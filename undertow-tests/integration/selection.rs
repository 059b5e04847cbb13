//! Download selection and session ownership

use std::sync::Arc;

use undertow_core::{
    FileId, OpenFlags, ResultCode, Swarm, SwarmClient, SwarmSource, SwarmVfs, TorrentSpecifier,
    VfsConfig,
};
use undertow_sim::SimulatedSwarmClient;

use crate::support::{borrowed_vfs, database_torrent};

async fn owned_vfs(client: &Arc<SimulatedSwarmClient>, prefetch: bool) -> SwarmVfs {
    let info_hash = client.publish(database_torrent(2048));
    let source = SwarmSource::New {
        client: Arc::clone(client) as Arc<dyn SwarmClient>,
        torrent: TorrentSpecifier::InfoHash(info_hash),
    };
    SwarmVfs::new(source, VfsConfig::default().with_prefetch(prefetch))
        .await
        .unwrap()
}

#[tokio::test(start_paused = true)]
async fn test_prefetch_selects_once_per_open_and_deselects_on_close() {
    let client = Arc::new(SimulatedSwarmClient::new());
    let vfs = owned_vfs(&client, true).await;
    assert!(vfs.owns_session());

    let session = client.session(&vfs.info_hash()).unwrap();
    let main = session.simulated_file("main.db").unwrap();

    vfs.open(Some("main.db"), FileId::new(1), OpenFlags::READONLY)
        .await
        .unwrap();
    assert_eq!(main.select_calls(), 1);
    assert!(main.is_selected());

    assert_eq!(vfs.close(FileId::new(1)), ResultCode::Ok);
    assert_eq!(main.deselect_calls(), 1);
    assert!(!main.is_selected());

    vfs.open(Some("main.db"), FileId::new(2), OpenFlags::READONLY)
        .await
        .unwrap();
    assert_eq!(main.select_calls(), 2);
}

#[tokio::test(start_paused = true)]
async fn test_no_prefetch_leaves_selection_alone() {
    let client = Arc::new(SimulatedSwarmClient::new());
    let vfs = owned_vfs(&client, false).await;
    let session = client.session(&vfs.info_hash()).unwrap();
    let main = session.simulated_file("main.db").unwrap();

    vfs.open(Some("main.db"), FileId::new(1), OpenFlags::READONLY)
        .await
        .unwrap();
    vfs.close(FileId::new(1));

    assert_eq!(main.select_calls(), 0);
    assert_eq!(main.deselect_calls(), 0);
}

#[tokio::test(start_paused = true)]
async fn test_borrowed_session_is_never_deselected() {
    let swarm = database_torrent(2048).start_session();
    let vfs = borrowed_vfs(&swarm, VfsConfig::default().with_prefetch(true)).await;
    assert!(!vfs.owns_session());

    vfs.open(Some("main.db"), FileId::new(1), OpenFlags::READONLY)
        .await
        .unwrap();
    vfs.close(FileId::new(1));
    vfs.shutdown().await;

    let main = swarm.simulated_file("main.db").unwrap();
    assert_eq!(main.select_calls(), 1);
    assert_eq!(main.deselect_calls(), 0);
    assert!(swarm.is_ready());
}

#[tokio::test(start_paused = true)]
async fn test_shutdown_releases_owned_session() {
    let client = Arc::new(SimulatedSwarmClient::new());
    let vfs = owned_vfs(&client, true).await;
    let info_hash = vfs.info_hash();
    let session = client.session(&info_hash).unwrap();

    vfs.open(Some("main.db"), FileId::new(1), OpenFlags::READONLY)
        .await
        .unwrap();
    vfs.open(Some("main.db-journal"), FileId::new(2), OpenFlags::READONLY)
        .await
        .unwrap();
    assert_eq!(vfs.open_file_count(), 2);

    vfs.shutdown().await;

    assert_eq!(vfs.open_file_count(), 0);
    assert_eq!(session.simulated_file("main.db").unwrap().deselect_calls(), 1);
    assert_eq!(
        session
            .simulated_file("main.db-journal")
            .unwrap()
            .deselect_calls(),
        1
    );
    assert_eq!(client.removed(), vec![info_hash]);
    assert!(client.session(&info_hash).is_none());
}

#[tokio::test(start_paused = true)]
async fn test_reused_file_id_cannot_open() {
    let swarm = database_torrent(2048).start_session();
    let vfs = borrowed_vfs(&swarm, VfsConfig::default()).await;

    assert!(vfs.open(Some("main.db"), FileId::new(1), OpenFlags::READONLY).await.is_ok());
    assert_eq!(
        vfs.open(Some("main.db-journal"), FileId::new(1), OpenFlags::READONLY).await,
        Err(ResultCode::CantOpen)
    );
    assert_eq!(vfs.file_size(FileId::new(1)), Ok(2048));
}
....
**Work order:** Return, unchanged, the run of lines above that opens with the line containing "repository 059b5e04847cbb13" and closes with the line containing "let vfs = owned_vfs(&client, false).await;". Include both.

**Response to this task:**
repository 059b5e04847cbb13
//! Download selection and session ownership

use std::sync::Arc;

use undertow_core::{
    FileId, OpenFlags, ResultCode, Swarm, SwarmClient, SwarmSource, SwarmVfs, TorrentSpecifier,
    VfsConfig,
};
use undertow_sim::SimulatedSwarmClient;

use crate::support::{borrowed_vfs, database_torrent};

async fn owned_vfs(client: &Arc<SimulatedSwarmClient>, prefetch: bool) -> SwarmVfs {
    let info_hash = client.publish(database_torrent(2048));
    let source = SwarmSource::New {
        client: Arc::clone(client) as Arc<dyn SwarmClient>,
        torrent: TorrentSpecifier::InfoHash(info_hash),
    };
    SwarmVfs::new(source, VfsConfig::default().with_prefetch(prefetch))
        .await
        .unwrap()
}

#[tokio::test(start_paused = true)]
async fn test_prefetch_selects_once_per_open_and_deselects_on_close() {
    let client = Arc::new(SimulatedSwarmClient::new());
    let vfs = owned_vfs(&client, true).await;
    assert!(vfs.owns_session());

    let session = client.session(&vfs.info_hash()).unwrap();
    let main = session.simulated_file("main.db").unwrap();

    vfs.open(Some("main.db"), FileId::new(1), OpenFlags::READONLY)
        .await
        .unwrap();
    assert_eq!(main.select_calls(), 1);
    assert!(main.is_selected());

    assert_eq!(vfs.close(FileId::new(1)), ResultCode::Ok);
    assert_eq!(main.deselect_calls(), 1);
    assert!(!main.is_selected());

    vfs.open(Some("main.db"), FileId::new(2), OpenFlags::READONLY)
        .await
        .unwrap();
    assert_eq!(main.select_calls(), 2);
}

#[tokio::test(start_paused = true)]
async fn test_no_prefetch_leaves_selection_alone() {
    let client = Arc::new(SimulatedSwarmClient::new());
    let vfs = owned_vfs(&client, false).await;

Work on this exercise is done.